LeetCode 72. Edit Distance

1. 题目描述

Given two words word1 and word2, find the minimum number of steps required to convert word1 to word2. (each operation is counted as 1 step.)

You have the following 3 operations permitted on a word:

a) Insert a character
b) Delete a character
c) Replace a character

2. 解题思路

这是一个典型的dp 问题

3. code

class Solution {
public:
    int minDistance(string word1, string word2) {
        int len1 = word1.size(), len2 = word2.size();
        vector<vector<int>> arr(len1 + 1, vector<int>(len2 + 1, 0));
        for (int i = 0; i != len1 + 1; i++){
            for (int j = 0; j != len2 + 1; j++){
                if (i == 0){
                    arr[i][j] = j;
                }
                else if (j == 0){
                    arr[i][j] = i;
                }
                else{
                    if (word1[i - 1] == word2[j - 1])
                        arr[i][j] = min(min(arr[i][j - 1], arr[i - 1][j]) + 1, arr[i - 1][j - 1]);
                    else
                        arr[i][j] = min(min(arr[i - 1][j - 1], arr[i - 1][j]), arr[i][j - 1]) + 1;
                }
            }
        }
        return arr[len1][len2];
    }
};

4. 大神解法

可以使用滚动数组来优化 空间复杂度

/* This is a classic problem of Dynamic Programming. We define the state dp[i][j] to be the minimum number of operations to convert word1[0..i - 1] to word2[0..j - 1]. The state equations have two cases: the boundary case and the general case. Note that in the above notations, both i and j take values starting from 1. For the boundary case, that is, to convert a string to an empty string, it is easy to see that the mininum number of operations to convert word1[0..i - 1] to "" requires at least i operations (deletions). In fact, the boundary case is simply: dp[i][0] = i; dp[0][j] = j. Now let's move on to the general case, that is, convert a non-empty word1[0..i - 1] to another non-empty word2[0..j - 1]. Well, let's try to break this problem down into smaller problems (sub-problems). Suppose we have already known how to convert word1[0..i - 2] to word2[0..j - 2], which is dp[i - 1][j - 1]. Now let's consider word[i - 1] and word2[j - 1]. If they are euqal, then no more operation is needed and dp[i][j] = dp[i - 1][j - 1]. Well, what if they are not equal?
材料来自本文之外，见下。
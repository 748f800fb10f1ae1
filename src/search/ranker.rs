//! Top-level fuzzy search: tokenize, score, filter, rank, cap.
//!
//! CHANGELOG:
//! - 10/19/2026 - Whole-query phrase only counts when it matches a field exactly
//! - 10/18/2026 - Initial implementation

use serde::Serialize;
use tracing::debug;

use super::options::SearchOptions;
use super::record::Searchable;
use super::scorer::{best_field, score_record, MatchType};

/// Queries shorter than this (after trimming) return no results.
pub const MIN_QUERY_CHARS: usize = 2;

/// One ranked search hit.
#[derive(Debug, Serialize)]
pub struct FuzzyResult<'a, T> {
    pub item: &'a T,
    pub score: f64,
    pub match_type: MatchType,
    #[serde(skip_serializing_if = "Option::is_none")]
    pub matched_field: Option<&'a str>,
}

/// Lowercase, trim and split a query on whitespace.
pub fn tokenize(query: &str) -> Vec<String> {
    query
        .trim()
        .to_lowercase()
        .split_whitespace()
        .map(str::to_string)
        .collect()
}

/// Search `items` for `query` across the string fields named in `keys`.
///
/// Results are sorted by score, highest first; equal scores keep input
/// order. Items scoring below `options.threshold` are dropped, and the
/// list is cut to `options.max_results` when set. A query shorter than
/// [`MIN_QUERY_CHARS`] yields nothing. Never fails.
pub fn fuzzy_search<'a, T, K>(
    items: &'a [T],
    query: &str,
    keys: &'a [K],
    options: &SearchOptions,
) -> Vec<FuzzyResult<'a, T>>
where
    T: Searchable,
    K: AsRef<str>,
{
    if query.trim().chars().count() < MIN_QUERY_CHARS {
        return Vec::new();
    }

    let tokens = tokenize(query);
    if tokens.is_empty() {
        return Vec::new();
    }

    // Whole query as one token; only an exact hit on it overrides the per-token aggregate
    let phrase = tokens.join(" ");

    let mut results: Vec<FuzzyResult<'a, T>> = items
        .iter()
        .filter_map(|item| {
            let (score, match_type, matched_field) = if let [token] = tokens.as_slice() {
                let (best, key) = best_field(item, token, keys, options);
                (best.score, best.match_type, key)
            } else {
                let (whole, whole_key) = best_field(item, &phrase, keys, options);
                let scored = score_record(item, &tokens, keys, options);
                if whole.match_type == MatchType::Exact && whole.score >= scored.score {
                    (whole.score, whole.match_type, whole_key)
                } else {
                    (scored.score, scored.match_type, scored.matched_field)
                }
            };

            (score >= options.threshold).then_some(FuzzyResult {
                item,
                score,
                match_type,
                matched_field,
            })
        })
        .collect();

    // sort_by is stable: ties keep encounter order
    results.sort_by(|a, b| b.score.total_cmp(&a.score));

    if let Some(max) = options.max_results {
        results.truncate(max);
    }

    debug!(
        tokens = tokens.len(),
        candidates = items.len(),
        results = results.len(),
        "fuzzy search complete"
    );

    results
}
//! Approximate string matching for inventory search.
//!
//! Pure and synchronous: no I/O, no shared state, nothing cached between
//! calls. Invalid input degrades to empty results instead of an error.
//!
//! CHANGELOG:
//! - 10/18/2026 - Initial module structure

pub mod distance;
pub mod options;
pub mod ranker;
pub mod record;
pub mod scorer;

pub use distance::{get_similarity, levenshtein_distance};
pub use options::{PartialSearchOptions, SearchOptions};
pub use ranker::{fuzzy_search, tokenize, FuzzyResult};
pub use record::Searchable;
pub use scorer::{is_fuzzy_match, score_field, score_record, FieldScore, MatchType, RecordScore};
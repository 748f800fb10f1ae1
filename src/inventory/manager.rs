//! Inventory manager - load motor records from JSON and search them.
//!
//! CHANGELOG:
//! - 10/19/2026 - Documented string field ordering
//! - 10/18/2026 - Added string field discovery for default search keys
//! - 10/18/2026 - Initial implementation

use crate::search::{fuzzy_search, FuzzyResult, SearchOptions};
use serde_json::Value;
use std::path::{Path, PathBuf};
use thiserror::Error;
use tracing::{debug, warn};

/// Env var overriding the inventory file location.
pub const INVENTORY_ENV: &str = "MOTOR_SEARCH_INVENTORY";

/// Top-level keys accepted for the wrapped file format, in lookup order.
const WRAPPER_KEYS: [&str; 2] = ["motors", "items"];

/// Errors that can occur when loading an inventory file.
#[derive(Error, Debug)]
pub enum InventoryError {
    #[error("Failed to read inventory file {path:?}: {source}")]
    Read {
        path: PathBuf,
        #[source]
        source: std::io::Error,
    },

    #[error("Failed to parse inventory JSON: {0}")]
    Parse(#[from] serde_json::Error),

    #[error("Inventory must be a JSON array or an object with a \"motors\" or \"items\" array")]
    UnexpectedShape,
}

/// Default inventory.json path.
///
/// Tries multiple locations in order:
/// 1. MOTOR_SEARCH_INVENTORY env var
/// 2. ~/.motor-search/inventory.json (if it exists)
/// 3. ./inventory.json
pub fn default_inventory_path() -> PathBuf {
    if let Ok(path) = std::env::var(INVENTORY_ENV) {
        return PathBuf::from(path);
    }

    if let Some(home) = dirs::home_dir() {
        let home_path = home.join(".motor-search").join("inventory.json");
        if home_path.exists() {
            return home_path;
        }
    }

    PathBuf::from("inventory.json")
}

/// Holds inventory records of any shape.
#[derive(Debug, Clone, Default)]
pub struct InventoryManager {
    records: Vec<Value>,
}

impl InventoryManager {
    /// Load records from a JSON file.
    ///
    /// Supports both formats:
    /// - `{"motors": [...]}` or `{"items": [...]}`
    /// - `[...]` (flat array)
    pub fn load<P: AsRef<Path>>(path: P) -> Result<Self, InventoryError> {
        let path = path.as_ref();
        let content = std::fs::read_to_string(path).map_err(|source| InventoryError::Read {
            path: path.to_path_buf(),
            source,
        })?;

        let manager = Self::from_json_str(&content)?;
        debug!(path = ?path, records = manager.len(), "loaded inventory");
        Ok(manager)
    }

    /// Load from default path.
    pub fn load_default() -> Result<Self, InventoryError> {
        Self::load(default_inventory_path())
    }

    /// Parse records from JSON text in either supported format.
    pub fn from_json_str(content: &str) -> Result<Self, InventoryError> {
        let records = match serde_json::from_str::<Value>(content)? {
            Value::Array(records) => records,
            Value::Object(mut map) => WRAPPER_KEYS
                .iter()
                .find_map(|key| match map.remove(*key) {
                    Some(Value::Array(records)) => Some(records),
                    _ => None,
                })
                .ok_or(InventoryError::UnexpectedShape)?,
            _ => return Err(InventoryError::UnexpectedShape),
        };

        Ok(Self::from_records(records))
    }

    /// Build from already-parsed records. Non-object entries are dropped.
    pub fn from_records(records: Vec<Value>) -> Self {
        let total = records.len();
        let records: Vec<Value> = records.into_iter().filter(Value::is_object).collect();

        let skipped = total - records.len();
        if skipped > 0 {
            warn!(skipped, "skipping non-object inventory records");
        }

        Self { records }
    }

    /// Create an empty manager (for when no inventory is available).
    pub fn empty() -> Self {
        Self::default()
    }

    /// Get all records.
    pub fn all(&self) -> &[Value] {
        &self.records
    }

    pub fn len(&self) -> usize {
        self.records.len()
    }

    pub fn is_empty(&self) -> bool {
        self.records.is_empty()
    }

    /// Names of fields holding a string in at least one record.
    ///
    /// Records are visited in order; keys within a record come alphabetically
    /// (`serde_json::Map` is a BTreeMap here), so a field's position is where it
    /// first appears in that walk. Key order decides ties between equal fields.
    pub fn string_fields(&self) -> Vec<String> {
        let mut fields: Vec<String> = Vec::new();
        for record in &self.records {
            let Some(map) = record.as_object() else {
                continue;
            };
            for (key, value) in map {
                if value.is_string() && !fields.iter().any(|f| f == key) {
                    fields.push(key.clone());
                }
            }
        }
        fields
    }

    /// Fuzzy search the inventory across `keys`.
    pub fn search<'a, K: AsRef<str>>(
        &'a self,
        query: &str,
        keys: &'a [K],
        options: &SearchOptions,
    ) -> Vec<FuzzyResult<'a, Value>> {
        fuzzy_search(&self.records, query, keys, options)
    }
}

#[cfg(test)]
mod tests {
    use super::*;
    use crate::search::MatchType;
    use serde_json::json;
    use std::io::Write;

    fn write_temp(content: &str) -> tempfile::NamedTempFile {
        let mut file = tempfile::NamedTempFile::new().unwrap();
        file.write_all(content.as_bytes()).unwrap();
        file
    }

    #[test]
    fn test_load_flat_array() {
        let file = write_temp(r#"[{"model": "Verado 300"}, {"model": "Pro XS 150"}]"#);
        let manager = InventoryManager::load(file.path()).unwrap();
        assert_eq!(manager.len(), 2);
    }

    #[test]
    fn test_load_wrapped_formats() {
        let motors = InventoryManager::from_json_str(r#"{"motors": [{"model": "Verado"}]}"#).unwrap();
        assert_eq!(motors.len(), 1);

        let items = InventoryManager::from_json_str(r#"{"items": [{"model": "SeaPro"}]}"#).unwrap();
        assert_eq!(items.all()[0]["model"], "SeaPro");
    }

    #[test]
    fn test_unexpected_shape() {
        let err = InventoryManager::from_json_str(r#"{"boats": []}"#).unwrap_err();
        assert!(matches!(err, InventoryError::UnexpectedShape));

        let err = InventoryManager::from_json_str(r#""verado""#).unwrap_err();
        assert!(matches!(err, InventoryError::UnexpectedShape));
    }

    #[test]
    fn test_parse_error() {
        let err = InventoryManager::from_json_str("[{").unwrap_err();
        assert!(matches!(err, InventoryError::Parse(_)));
    }

    #[test]
    fn test_missing_file() {
        let dir = tempfile::tempdir().unwrap();
        let err = InventoryManager::load(dir.path().join("nope.json")).unwrap_err();
        assert!(matches!(err, InventoryError::Read { .. }));
        assert!(err.to_string().contains("nope.json"));
    }

    #[test]
    fn test_non_object_records_skipped() {
        let manager = InventoryManager::from_records(vec![
            json!({"model": "Verado"}),
            json!("stray string"),
            json!(42),
        ]);
        assert_eq!(manager.len(), 1);
    }

    #[test]
    fn test_empty() {
        let manager = InventoryManager::empty();
        assert!(manager.is_empty());
        assert!(manager.string_fields().is_empty());
        assert!(manager.search("verado", &["model"], &SearchOptions::default()).is_empty());
    }

    #[test]
    fn test_string_fields_order() {
        let manager = InventoryManager::from_records(vec![
            json!({"model": "Verado", "hp": 300}),
            json!({"model": "SeaPro", "family": "SeaPro", "hp": "90"}),
        ]);
        // Record order first, then alphabetical within a record
        assert_eq!(manager.string_fields(), vec!["model", "family", "hp"]);

        let written_model_first =
            InventoryManager::from_records(vec![json!({"model": "Verado", "family": "Verado"})]);
        assert_eq!(written_model_first.string_fields(), vec!["family", "model"]);
    }

    #[test]
    fn test_search() {
        let manager = InventoryManager::from_records(vec![
            json!({"model": "Mercury 115 FourStroke"}),
            json!({"model": "Verado 300"}),
        ]);
        let results = manager.search("verado", &["model"], &SearchOptions::default());
        assert_eq!(results.len(), 1);
        assert_eq!(results[0].item["model"], "Verado 300");
        assert_eq!(results[0].match_type, MatchType::StartsWith);
    }
}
If they are not equal, we need to consider three cases: Replace word1[i - 1] by word2[j - 1] (dp[i][j] = dp[i - 1][j - 1] + 1 (for replacement)); Delete word1[i - 1] and word1[0..i - 2] = word2[0..j - 1] (dp[i][j] = dp[i - 1][j] + 1 (for deletion)); Insert word2[j - 1] to word1[0..i - 1] and word1[0..i - 1] + word2[j - 1] = word2[0..j - 1] (dp[i][j] = dp[i][j - 1] + 1 (for insertion)). Make sure you understand the subtle differences between the equations for deletion and insertion. For deletion, we are actually converting word1[0..i - 2] to word2[0..j - 1], which costs dp[i - 1][j], and then deleting the word1[i - 1], which costs 1. The case is similar for insertion. Putting these together, we now have: dp[i][0] = i; dp[0][j] = j; dp[i][j] = dp[i - 1][j - 1], if word1[i - 1] = word2[j - 1]; dp[i][j] = min(dp[i - 1][j - 1] + 1, dp[i - 1][j] + 1, dp[i][j - 1] + 1), otherwise. The above state equations can be turned into the following code directly. */
class Solution { 
public:
    int minDistance(string word1, string word2) { 
        int m = word1.length(), n = word2.length();
        vector<vector<int> > dp(m + 1, vector<int> (n + 1, 0));
        for (int i = 1; i <= m; i++)
            dp[i][0] = i;
        for (int j = 1; j <= n; j++)
            dp[0][j] = j;  
        for (int i = 1; i <= m; i++) {
            for (int j = 1; j <= n; j++) {
                if (word1[i - 1] == word2[j - 1]) 
                    dp[i][j] = dp[i - 1][j - 1];
                else dp[i][j] = min(dp[i - 1][j - 1] + 1, min(dp[i][j - 1] + 1, dp[i - 1][j] + 1));
            }
        }
        return dp[m][n];
    }
};
/* Well, you may have noticed that each time when we update dp[i][j], we only need dp[i - 1][j - 1], dp[i][j - 1], dp[i - 1][j]. In fact, we need not maintain the full m*n matrix. Instead, maintaing one column is enough. The code can be optimized to O(m) or O(n) space, depending on whether you maintain a row or a column of the original matrix. The optimized code is as follows. */
class Solution { 
public:
    int minDistance(string word1, string word2) {
        int m = word1.length(), n = word2.length();
        vector<int> cur(m + 1, 0);
        for (int i = 1; i <= m; i++)
            cur[i] = i;
        for (int j = 1; j <= n; j++) {
            int pre = cur[0];
            cur[0] = j;
            for (int i = 1; i <= m; i++) {
                int temp = cur[i];
                if (word1[i - 1] == word2[j - 1])
                    cur[i] = pre;
                else cur[i] = min(pre + 1, min(cur[i] + 1, cur[i - 1] + 1));
                pre = temp;
            }
        }
        return cur[m]; 
    }
}; 
/* Well, if you find the above code hard to understand, you may first try to write a two-column version that explicitly maintains two columns (the previous column and the current column) and then simplify the two-column version into the one-column version like the above code :-) */